==== Input records ====

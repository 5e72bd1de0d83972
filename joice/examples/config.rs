use joice::{Component, ConfigFormat, Loader, Value};
use std::rc::Rc;

struct Mailer {
  sender: String,
  transport: Option<Rc<Transport>>,
}

impl Component for Mailer {
  fn set_property(&mut self, name: &str, value: Value) -> Result<(), String> {
    match name {
      "transport" => {
        self.transport = Some(value.downcast().ok_or("transport must be a Transport")?);
        Ok(())
      }
      other => Err(format!("no property named '{}'", other)),
    }
  }
}

struct Transport {
  host: String,
}

impl Component for Transport {}

const CONTEXT: &str = r#"
objects:
  - id: mailer
    constructor: Mailer
    initialization: eager
    arguments:
      - value: "${mail.sender}"
    properties:
      - name: transport
        object: transport
  - id: transport
    constructor: Transport
    arguments:
      - value: "${mail.host}"
"#;

fn main() {
  tracing_subscriber::fmt()
    .with_env_filter(tracing_subscriber::EnvFilter::from_default_env())
    .init();

  let mut loader = Loader::new();
  loader.context().register_constructor("Mailer", |arguments| {
    let sender = arguments.first().and_then(Value::as_str).ok_or("Mailer needs a sender")?;
    println!("Creating Mailer for {}...", sender);
    Ok(Mailer {
      sender: sender.to_string(),
      transport: None,
    })
  });
  loader.context().register_constructor("Transport", |arguments| {
    let host = arguments.first().and_then(Value::as_str).ok_or("Transport needs a host")?;
    Ok(Transport { host: host.to_string() })
  });

  // Both fragments are announced before either arrives.
  let config = loader.lease();
  let properties = loader.lease();

  println!("--- Delivering configuration ---");
  let ready = loader.deliver_config(config, ConfigFormat::Yaml, CONTEXT).unwrap();
  println!("Context initialized: {}", ready);

  println!("--- Delivering properties ---");
  let ready = loader
    .deliver_properties(properties, "mail.sender = noreply@example.org\nmail.host = smtp.example.org")
    .unwrap();
  println!("Context initialized: {}", ready);

  let mailer: Rc<Mailer> = loader.context().require("mailer").unwrap().downcast().unwrap();
  let transport = mailer.transport.as_ref().unwrap();
  println!("Mailer {} sends through {}", mailer.sender, transport.host);
  assert_eq!(transport.host, "smtp.example.org");
}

====

What to work on: Search the data for "println" and list every line in which it occurs.

Solution to this problem:
    println!("Creating Mailer for {}...", sender);
  println!("--- Delivering configuration ---");
  println!("Context initialized: {}", ready);
  println!("--- Delivering properties ---");
  println!("Context initialized: {}", ready);
  println!("Mailer {} sends through {}", mailer.sender, transport.host);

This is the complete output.